Briefly, the Supreme Court held in Roper that the eighth amendment forbids the death penalty for juvenile offenders, finding that they "cannot with reliability be classified among the worst offenders." Roper, 543 U.S. at 568. Next, it found in Graham that the eighth amendment prohibits a sentence of life without the possibility of parole for juveniles who did not commit homicide. See Graham, 560 U.S. at 74-75. Then, in J.D.B., it concluded that a child's age can be a relevant consideration in the Miranda custody analysis. These holdings culminated in Miller, wherein the Supreme Court held that the eighth amendment prohibits a sentencing scheme that mandates life in prison without the possibility of parole for juvenile offenders, including those convicted of homicide, stating that a judge must first have the opportunity to examine the circumstances involved. See Miller, 132 S.Ct. at 2469.
--------

¶ 40 III. Presentencing Custody Credit

¶ 41 Defendant's final contention on appeal is that he should receive one additional day of presentencing custody credit. He states that he was in custody for 578 days prior to being sentenced, not 577 as the trial court noted in its sentencing order. Based on the record, and as the State concedes to defendant's calculation, we agree. ¶ 42 Pursuant to Illinois Supreme Court Rule 615(b)(1) (Ill. S.Ct. R. 615) (eff. Jan. 1, 1967), a reviewing court on appeal may correct the mittimus at any time, without remanding the cause to the trial court. See People v. Rush, 2014 IL App (1st) 123462, ¶ 36. A defendant is entitled to credit for any part of a day he spends in custody prior to sentencing, not including the day of sentencing. See People v. Smith, 258 Ill. App. 3d 261, 267 (1994). As he points out, and as confirmed by the record, defendant here was taken into custody on May 7, 2011, and was sentenced on December 5, 2012. This totals 578 days, not 577 days as credited to him by the trial court.

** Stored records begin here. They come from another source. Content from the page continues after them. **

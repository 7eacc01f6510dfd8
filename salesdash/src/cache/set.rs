use serde_json::Value;

use salesdash_core::Granularity;

use super::{CacheManager, CacheOptions};

/// The three cache instances, scoped by data granularity.
///
/// Built explicitly and handed to the coordinator, so every test can own an
/// isolated set.
#[derive(Debug, Clone)]
pub struct CacheSet {
    daily: CacheManager<Value>,
    weekly: CacheManager<Value>,
    monthly: CacheManager<Value>,
}

impl Default for CacheSet {
    fn default() -> Self {
        Self::new(
            CacheOptions::daily(),
            CacheOptions::weekly(),
            CacheOptions::monthly(),
        )
    }
}

impl CacheSet {
    /// Creates the three instances from their options.
    pub fn new(daily: CacheOptions, weekly: CacheOptions, monthly: CacheOptions) -> Self {
        Self {
            daily: CacheManager::new(Granularity::Daily.as_str(), daily),
            weekly: CacheManager::new(Granularity::Weekly.as_str(), weekly),
            monthly: CacheManager::new(Granularity::Monthly.as_str(), monthly),
        }
    }

    /// Creates a set from already built instances.
    pub fn from_parts(
        daily: CacheManager<Value>,
        weekly: CacheManager<Value>,
        monthly: CacheManager<Value>,
    ) -> Self {
        Self {
            daily,
            weekly,
            monthly,
        }
    }

    /// The instance for a granularity.
    pub fn get(&self, granularity: Granularity) -> &CacheManager<Value> {
        match granularity {
            Granularity::Daily => &self.daily,
            Granularity::Weekly => &self.weekly,
            Granularity::Monthly => &self.monthly,
        }
    }

    /// Per-day instance.
    pub fn daily(&self) -> &CacheManager<Value> {
        &self.daily
    }

    /// Per-week instance.
    pub fn weekly(&self) -> &CacheManager<Value> {
        &self.weekly
    }

    /// Per-month instance.
    pub fn monthly(&self) -> &CacheManager<Value> {
        &self.monthly
    }

    /// Applies an invalidation pattern to all three instances.
    pub fn invalidate_all(&self, pattern: &str) -> usize {
        self.iter().map(|cache| cache.invalidate(pattern)).sum()
    }

    /// Empties all three instances.
    pub fn clear(&self) {
        self.iter().for_each(CacheManager::clear);
    }

    fn iter(&self) -> impl Iterator<Item = &CacheManager<Value>> {
        [&self.daily, &self.weekly, &self.monthly].into_iter()
    }
}
//! Deriving the three logical fetches of a period.

use salesdash_core::{
    BreakdownRequest, CacheKey, CacheTag, DateRange, Granularity, PeriodError, PeriodType,
};

/// Cache key prefix for totals responses.
pub const TOTALS_PREFIX: &str = "sales_totals";
/// Cache key prefix for breakdown responses.
pub const BREAKDOWN_PREFIX: &str = "sales_breakdown";

/// The three logical fetches of one coordination pass.
#[derive(Debug, Clone, Copy, PartialEq, Eq, Hash)]
pub enum FetchKind {
    /// Totals for the requested range.
    CurrentTotals,
    /// Totals for the comparison range.
    ComparisonTotals,
    /// Batched per-day or per-week breakdown of the requested range.
    Breakdown,
}

impl FetchKind {
    /// Label used for retry logs, metrics and cache tags.
    pub const fn as_str(&self) -> &'static str {
        match self {
            FetchKind::CurrentTotals => "current_totals",
            FetchKind::ComparisonTotals => "comparison_totals",
            FetchKind::Breakdown => "breakdown",
        }
    }

    pub(crate) fn tag(&self) -> CacheTag {
        CacheTag::new_static(self.as_str())
    }
}

/// What to call upstream for one fetch.
#[derive(Debug, Clone, PartialEq, Eq)]
pub enum FetchCall {
    /// Totals endpoint for a range.
    Totals(DateRange),
    /// Breakdown endpoint for a batch of buckets.
    Breakdown(BreakdownRequest),
}

/// One logical fetch: where it is cached and what it calls.
#[derive(Debug, Clone)]
pub struct PlannedFetch {
    /// Which of the three fetches this is.
    pub kind: FetchKind,
    /// Cache instance holding the response.
    pub granularity: Granularity,
    /// Cache key of the response.
    pub key: CacheKey,
    /// Upstream call issued on a miss.
    pub call: FetchCall,
}

/// Everything a coordination pass needs to know before touching the network.
///
/// # Examples
///
/// ```
/// use salesdash::coordinator::PeriodRequestPlan;
/// use salesdash_core::{DateRange, PeriodType};
///
/// let range = DateRange::parse("2025-09-02", "2025-09-08").unwrap();
/// let plan = PeriodRequestPlan::new(range, PeriodType::Weekly, 10).unwrap();
/// assert_eq!(plan.comparison().to_string(), "2025-08-26..2025-09-01");
/// assert_eq!(plan.breakdown().map(|fetch| fetch.kind.as_str()), Some("breakdown"));
/// ```
#[derive(Debug, Clone)]
pub struct PeriodRequestPlan {
    period: PeriodType,
    current: PlannedFetch,
    comparison: PlannedFetch,
    breakdown: Option<PlannedFetch>,
    current_range: DateRange,
    comparison_range: DateRange,
}

impl PeriodRequestPlan {
    /// Plans the fetches for `range`.
    ///
    /// Weekly ranges get a per-day breakdown only when they span exactly
    /// seven days; monthly ranges get Monday-start weeks, at most
    /// `max_weeks` of them.
    pub fn new(range: DateRange, period: PeriodType, max_weeks: usize) -> Result<Self, PeriodError> {
        let comparison_range = range.comparison(period)?;
        let totals_granularity = period.totals_granularity();

        let breakdown_request = match period {
            PeriodType::Weekly => range.week_days().map(BreakdownRequest::Days),
            PeriodType::Monthly => {
                let weeks = range.monday_weeks(max_weeks);
                (!weeks.is_empty()).then_some(BreakdownRequest::Weeks(weeks))
            }
        };

        Ok(Self {
            period,
            current: PlannedFetch {
                kind: FetchKind::CurrentTotals,
                granularity: totals_granularity,
                key: totals_key(&range, period),
                call: FetchCall::Totals(range),
            },
            comparison: PlannedFetch {
                kind: FetchKind::ComparisonTotals,
                granularity: totals_granularity,
                key: totals_key(&comparison_range, period),
                call: FetchCall::Totals(comparison_range),
            },
            breakdown: breakdown_request.map(|request| PlannedFetch {
                kind: FetchKind::Breakdown,
                granularity: period.breakdown_granularity(),
                key: breakdown_key(&range, period),
                call: FetchCall::Breakdown(request),
            }),
            current_range: range,
            comparison_range,
        })
    }

    /// Period type.
    pub fn period(&self) -> PeriodType {
        self.period
    }

    /// Requested range.
    pub fn current(&self) -> DateRange {
        self.current_range
    }

    /// Comparison range.
    pub fn comparison(&self) -> DateRange {
        self.comparison_range
    }

    /// Current totals fetch.
    pub fn current_fetch(&self) -> &PlannedFetch {
        &self.current
    }

    /// Comparison totals fetch.
    pub fn comparison_fetch(&self) -> &PlannedFetch {
        &self.comparison
    }

    /// Breakdown fetch, `None` when it is skipped.
    pub fn breakdown(&self) -> Option<&PlannedFetch> {
        self.breakdown.as_ref()
    }
}

/// Cache key for a totals response.
pub fn totals_key(range: &DateRange, period: PeriodType) -> CacheKey {
    CacheKey::new(
        TOTALS_PREFIX,
        [
            ("start_date", range.start_iso()),
            ("end_date", range.end_iso()),
            ("period", period.as_str().to_owned()),
        ],
    )
}

/// Cache key for a breakdown response.
pub fn breakdown_key(range: &DateRange, period: PeriodType) -> CacheKey {
    CacheKey::new(
        BREAKDOWN_PREFIX,
        [
            ("start_date", range.start_iso()),
            ("end_date", range.end_iso()),
            ("period", period.as_str().to_owned()),
        ],
    )
}

#[cfg(test)]
mod tests {
    use super::*;

    fn plan(start: &str, end: &str, period: PeriodType) -> PeriodRequestPlan {
        PeriodRequestPlan::new(DateRange::parse(start, end).unwrap(), period, 10).unwrap()
    }

    #[test]
    fn test_weekly_plan() {
        let plan = plan("2025-09-02", "2025-09-08", PeriodType::Weekly);
        assert_eq!(plan.comparison().start_iso(), "2025-08-26");
        assert_eq!(plan.comparison().end_iso(), "2025-09-01");
        assert_eq!(plan.current_fetch().granularity, Granularity::Weekly);

        let breakdown = plan.breakdown().unwrap();
        assert_eq!(breakdown.granularity, Granularity::Daily);
        match &breakdown.call {
            FetchCall::Breakdown(request) => assert_eq!(request.len(), 7),
            other => panic!("unexpected call {other:?}"),
        }
    }

    #[test]
    fn test_short_weekly_range_skips_breakdown() {
        let plan = plan("2025-09-02", "2025-09-05", PeriodType::Weekly);
        assert!(plan.breakdown().is_none());
    }

    #[test]
    fn test_monthly_plan_uses_monday_weeks() {
        let plan = plan("2025-01-01", "2025-01-31", PeriodType::Monthly);
        assert_eq!(plan.comparison().to_string(), "2024-12-01..2024-12-31");
        let breakdown = plan.breakdown().unwrap();
        assert_eq!(breakdown.granularity, Granularity::Weekly);
        match &breakdown.call {
            FetchCall::Breakdown(BreakdownRequest::Weeks(weeks)) => {
                assert_eq!(weeks.len(), 5);
                assert_eq!(weeks[4].end_iso(), "2025-01-31");
            }
            other => panic!("unexpected call {other:?}"),
        }
    }

    #[test]
    fn test_monthly_comparison_clamps_day() {
        let plan = plan("2025-03-31", "2025-03-31", PeriodType::Monthly);
        assert_eq!(plan.comparison().start_iso(), "2025-02-28");
    }

    #[test]
    fn test_keys_are_stable_and_distinct() {
        let plan = plan("2025-01-01", "2025-01-07", PeriodType::Weekly);
        assert_eq!(
            plan.current_fetch().key.as_str(),
            "sales_totals:end_date=2025-01-07&period=weekly&start_date=2025-01-01"
        );
        assert_ne!(plan.current_fetch().key, plan.comparison_fetch().key);
    }
}
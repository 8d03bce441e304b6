//! The IR/DR shift engine.
//!
//! `insert_ir`/`insert_dr` are mirror images of each other — both walk the
//! TAP into their respective `Capturex`/`Shiftx` states, clock `len` bits of
//! `*_in` onto TDI while sampling TDO into the returned buffer, then land in
//! `end_state`.

use tracing::instrument;

use crate::bits::BitBuf;
use crate::controller::JtagController;
use crate::error::{Error, Result};
use crate::pin::PinDriver;
use crate::state::TapState;

impl<P: PinDriver> JtagController<P> {
    /// Shifts `ir_in` into the Instruction Register and returns what came
    /// back out on TDO, sampled bit-for-bit alongside it.
    ///
    /// `ir_in.len()` is the IR length for this shift; it must be nonzero
    /// and no larger than [`Config::max_ir_len`](crate::config::Config::max_ir_len).
    /// `end_state` must be `RunTestIdle`, `SelectIr`, or `TestLogicReset`.
    ///
    /// Entry requires `current_state` to be `TestLogicReset` or
    /// `RunTestIdle` — the standard path this routine walks
    /// (`RunTestIdle → SelectDr → SelectIr → CaptureIr → ShiftIr`) is only
    /// legal from there.
    #[instrument(level = "debug", skip(self, ir_in))]
    pub fn insert_ir(&mut self, ir_in: &[u8], end_state: TapState) -> Result<BitBuf> {
        self.shift(
            ir_in,
            end_state,
            self.config().max_ir_len,
            ShiftTarget::Ir,
        )
    }

    /// The DR-side mirror of [`insert_ir`](Self::insert_ir). `end_state`
    /// must be `RunTestIdle`, `SelectDr`, or `TestLogicReset`.
    #[instrument(level = "debug", skip(self, dr_in))]
    pub fn insert_dr(&mut self, dr_in: &[u8], end_state: TapState) -> Result<BitBuf> {
        self.shift(
            dr_in,
            end_state,
            self.config().max_dr_len,
            ShiftTarget::Dr,
        )
    }

    fn shift(
        &mut self,
        data_in: &[u8],
        end_state: TapState,
        max_len: usize,
        target: ShiftTarget,
    ) -> Result<BitBuf> {
        let len = data_in.len();
        if len == 0 || len > max_len {
            return Err(Error::InvalidIrOrDrLen);
        }
        target.validate_end_state(end_state)?;

        self.goto(TapState::RunTestIdle)?;
        self.goto(TapState::SelectDr)?;
        if matches!(target, ShiftTarget::Ir) {
            self.advance(TapState::SelectIr)?;
        }
        self.advance(target.capture())?;
        self.advance(target.shift())?;

        let mut out = BitBuf::zeroed(len);
        for i in 0..len - 1 {
            self.pins_mut()
                .set_tdi(data_in[i] != 0)
                .map_err(Self::pin_err)?;
            self.tick(false)?;
            let tdo = self.pins_mut().read_tdo().map_err(Self::pin_err)?;
            out.set(i, tdo as u8);
        }

        let last = len - 1;
        self.pins_mut()
            .set_tdi(data_in[last] != 0)
            .map_err(Self::pin_err)?;
        self.advance(target.exit1())?;
        let tdo = self.pins_mut().read_tdo().map_err(Self::pin_err)?;
        out.set(last, tdo as u8);

        self.advance(target.update())?;
        self.goto(end_state)?;

        Ok(out)
    }
}

#[derive(Debug, Clone, Copy, PartialEq, Eq)]
enum ShiftTarget {
    Ir,
    Dr,
}

impl ShiftTarget {
    fn capture(self) -> TapState {
        match self {
            ShiftTarget::Ir => TapState::CaptureIr,
            ShiftTarget::Dr => TapState::CaptureDr,
        }
    }

    fn shift(self) -> TapState {
        match self {
            ShiftTarget::Ir => TapState::ShiftIr,
            ShiftTarget::Dr => TapState::ShiftDr,
        }
    }

    fn exit1(self) -> TapState {
        match self {
            ShiftTarget::Ir => TapState::Exit1Ir,
            ShiftTarget::Dr => TapState::Exit1Dr,
        }
    }

    fn update(self) -> TapState {
        match self {
            ShiftTarget::Ir => TapState::UpdateIr,
            ShiftTarget::Dr => TapState::UpdateDr,
        }
    }

    fn own_select(self) -> TapState {
        match self {
            ShiftTarget::Ir => TapState::SelectIr,
            ShiftTarget::Dr => TapState::SelectDr,
        }
    }

    fn validate_end_state(self, end_state: TapState) -> Result<()> {
        match end_state {
            TapState::RunTestIdle | TapState::TestLogicReset => Ok(()),
            s if s == self.own_select() => Ok(()),
            _ => Err(Error::BadParameter(
                "end_state must be RunTestIdle, TestLogicReset, or the matching Select state",
            )),
        }
    }
}

#[cfg(test)]
mod tests {
    use super::*;
    use crate::config::Config;
    use crate::fake::LoopbackPins;

    #[test]
    fn shift_length_matches_input() {
        let mut jtag = JtagController::new(LoopbackPins::new(8), Config::default());
        jtag.reset_tap().unwrap();
        let out = jtag
            .insert_ir(&[1, 0, 1, 0], TapState::RunTestIdle)
            .unwrap();
        assert_eq!(out.len(), 4);
    }

    #[test]
    fn rejects_zero_length_shift() {
        let mut jtag = JtagController::new(LoopbackPins::new(8), Config::default());
        jtag.reset_tap().unwrap();
        let err = jtag.insert_ir(&[], TapState::RunTestIdle).unwrap_err();
        assert!(matches!(err, Error::InvalidIrOrDrLen));
    }

    #[test]
    fn rejects_unreachable_end_state() {
        let mut jtag = JtagController::new(LoopbackPins::new(8), Config::default());
        jtag.reset_tap().unwrap();
        let err = jtag
            .insert_ir(&[1, 0, 1, 0], TapState::ShiftDr)
            .unwrap_err();
        assert!(matches!(err, Error::BadParameter(_)));
    }
}
//! Boundary-scan discovery: IDCODE + IR length, per-instruction DR length,
//! and the brute-force instruction sweep that maps out an unknown chain.

use tracing::{info, instrument, warn};

use crate::bits::{bits_to_u32, BitBuf};
use crate::controller::JtagController;
use crate::error::{Error, Result};
use crate::pin::PinDriver;
use crate::state::TapState;

/// What [`detect_chain`](JtagController::detect_chain) found.
#[derive(Debug, Clone, Copy, PartialEq, Eq)]
pub struct ChainInfo {
    /// Concatenated IR length currently addressed, in bits.
    pub ir_len: usize,
    /// The 32-bit IDCODE captured immediately after reset.
    pub idcode: u32,
}

/// One `(instruction, dr_len)` observation from
/// [`discovery`](JtagController::discovery).
#[derive(Debug, Clone, Copy, PartialEq, Eq)]
pub struct DrLenSample {
    /// The instruction value that was shifted into IR.
    pub instruction: u32,
    /// The DR length reported for that instruction.
    pub dr_len: u32,
}

impl<P: PinDriver> JtagController<P> {
    /// Resets the TAP and reads back its default IDCODE and IR length.
    ///
    /// Assumes the TAP's default instruction after reset is IDCODE (rather
    /// than BYPASS) — IEEE 1149.1 permits either, but IDCODE is both the
    /// far more common default and the only one from which this routine can
    /// recover a meaningful identifier. A device that defaults to BYPASS
    /// will still yield a usable `ir_len`, just with `idcode` equal to
    /// whatever bit pattern BYPASS's neighbouring DR happens to shift out.
    #[instrument(level = "info", skip(self))]
    pub fn detect_chain(&mut self) -> Result<ChainInfo> {
        self.reset_tap()?;
        let zeros = BitBuf::zeroed(32);
        let captured = self.insert_dr(zeros.as_slice(), TapState::RunTestIdle)?;
        let idcode = bits_to_u32(captured.as_slice());
        if idcode & 1 == 0 {
            return Err(Error::BadIdcode(idcode));
        }

        self.reset_tap()?;
        let ir_len = self.count_ir_len()?;

        info!(ir_len, idcode = format_args!("{idcode:#010x}"), "chain detected");
        Ok(ChainInfo { ir_len, idcode })
    }

    /// The IR-length-detection trick: flush the IR with ones, inject a
    /// single zero, then count TCK cycles until that zero reappears on
    /// TDO. Stays in `ShiftIr` throughout — a pure self-loop walk, no
    /// `goto`/`advance` calls once it gets there.
    fn count_ir_len(&mut self) -> Result<usize> {
        let many_ones = self.config().many_ones;
        self.goto(TapState::RunTestIdle)?;
        self.goto(TapState::SelectDr)?;
        self.advance(TapState::SelectIr)?;
        self.advance(TapState::CaptureIr)?;
        self.advance(TapState::ShiftIr)?;

        for _ in 0..many_ones {
            self.shift_ir_bit(true)?;
        }
        self.shift_ir_bit(false)?;

        for count in 1..=many_ones {
            let tdo = self.shift_ir_bit(true)?;
            if !tdo {
                return Ok(count as usize);
            }
        }
        Err(Error::InvalidIrOrDrLen)
    }

    /// Clocks one bit into IR while remaining in `ShiftIr` (TMS=0) and
    /// returns the TDO sample taken on the same edge.
    fn shift_ir_bit(&mut self, tdi: bool) -> Result<bool> {
        self.pins_mut().set_tdi(tdi).map_err(Self::pin_err)?;
        self.tick(false)?;
        self.pins_mut().read_tdo().map_err(Self::pin_err)
    }

    /// Clocks one bit into DR while remaining in `ShiftDr` (TMS=0) and
    /// returns the TDO sample taken on the same edge.
    fn shift_dr_bit(&mut self, tdi: bool) -> Result<bool> {
        self.pins_mut().set_tdi(tdi).map_err(Self::pin_err)?;
        self.tick(false)?;
        self.pins_mut().read_tdo().map_err(Self::pin_err)
    }

    /// Measures the DR length associated with `instruction`.
    ///
    /// Requires `current_state == TestLogicReset` on entry. Shifts
    /// `instruction` into IR, idles `process_ticks` cycles to let the
    /// target latch the new instruction, then runs the same flush/inject/
    /// count trick as [`count_ir_len`](Self::count_ir_len) against DR.
    /// Returns `Ok(0)` rather than an error if the injected zero never
    /// reappears within [`Config::max_dr_len`](crate::config::Config::max_dr_len)
    /// further cycles — a TAP with no DR behind this instruction (e.g.
    /// BYPASS's neighbour in a single-bit DR still counts as 1, but some
    /// instructions genuinely have no addressable DR) is a valid outcome,
    /// not a fault.
    #[instrument(level = "debug", skip(self, instruction))]
    pub fn detect_dr_len(&mut self, instruction: &[u8], process_ticks: u32) -> Result<u32> {
        if self.current_state() != TapState::TestLogicReset {
            return Err(Error::BadParameter(
                "detect_dr_len requires current_state == TestLogicReset on entry",
            ));
        }

        self.insert_ir(instruction, TapState::RunTestIdle)?;
        for _ in 0..process_ticks {
            self.tick(false)?;
        }

        let max_dr_len = self.config().max_dr_len as u32;
        self.goto(TapState::SelectDr)?;
        self.advance(TapState::CaptureDr)?;
        self.advance(TapState::ShiftDr)?;

        for _ in 0..max_dr_len {
            self.shift_dr_bit(true)?;
        }
        self.shift_dr_bit(false)?;

        for count in 1..=max_dr_len {
            let tdo = self.shift_dr_bit(true)?;
            if !tdo {
                self.goto(TapState::RunTestIdle)?;
                return Ok(count);
            }
        }
        self.goto(TapState::RunTestIdle)?;
        Ok(0)
    }

    /// Sweeps every instruction in `first..=last`, resetting the TAP
    /// between iterations, and reports the `(instruction, dr_len)` pairs it
    /// observes. Each pair is logged at `tracing::info` as it is collected.
    ///
    /// Aborts with [`Error::TdoStuckAt1`] — carrying every pair collected
    /// so far — the moment a reported `dr_len` equals `max_dr_len` exactly,
    /// since that is indistinguishable from TDO never dropping to 0 at all.
    #[instrument(level = "info", skip(self))]
    pub fn discovery(
        &mut self,
        first: u32,
        last: u32,
        max_dr_len: u32,
        ir_len: usize,
        process_ticks: u32,
    ) -> Result<Vec<DrLenSample>> {
        let mut samples = Vec::new();
        for instruction in first..=last {
            self.reset_tap()?;
            let ir_in = crate::bits::u32_to_bits(instruction, ir_len);
            match self.detect_dr_len(ir_in.as_slice(), process_ticks) {
                Ok(dr_len) => {
                    info!(instruction = format_args!("{instruction:#x}"), dr_len, "sampled");
                    if dr_len == max_dr_len {
                        warn!(instruction = format_args!("{instruction:#x}"), "TDO appears stuck at 1");
                        return Err(Error::TdoStuckAt1 { collected: samples });
                    }
                    samples.push(DrLenSample { instruction, dr_len });
                }
                Err(err) => return Err(err),
            }
        }
        Ok(samples)
    }
}

#[cfg(test)]
mod tests {
    use super::*;
    use crate::config::Config;
    use crate::fake::LoopbackPins;

    #[test]
    fn detect_chain_rejects_idcode_with_lsb_clear() {
        let mut jtag = JtagController::new(
            LoopbackPins::with_ir_and_idcode(4, 0xDEAD_BEE0),
            Config::default(),
        );
        let err = jtag.detect_chain().unwrap_err();
        assert!(matches!(err, Error::BadIdcode(0xDEAD_BEE0)));
    }

    #[test]
    fn detect_chain_accepts_valid_idcode() {
        let mut jtag = JtagController::new(
            LoopbackPins::with_ir_and_idcode(4, 0x4BA0_0477),
            Config::default(),
        );
        let info = jtag.detect_chain().unwrap();
        assert_eq!(info.idcode, 0x4BA0_0477);
        assert_eq!(info.ir_len, 4);
    }
}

Therefore, we correct his mittimus to reflect this additional day's credit, for a total of 578 days.

¶ 43 CONCLUSION

¶ 44 Accordingly, for all the foregoing reasons, we affirm the judgment of the trial court, with a correction to defendant's mittimus. ¶ 45 Affirmed, mittimus corrected.


Summaries of

People v. Hughes

APPELLATE COURT OF ILLINOIS FIRST JUDICIAL DISTRICT FOURTH DIVISION
Feb 26, 2015
2014 Ill. App. 130550 (Ill. App. Ct. 2015)
Case details for

People v. Hughes

Case Details

Full title:THE PEOPLE OF THE STATE OF ILLINOIS, Plaintiff-Appellee, v. TYREE HUGHES…

Court:APPELLATE COURT OF ILLINOIS FIRST JUDICIAL DISTRICT FOURTH DIVISION

Date published: Feb 26, 2015

Citations

2014 Ill. App. 130550 (Ill. App. Ct. 2015)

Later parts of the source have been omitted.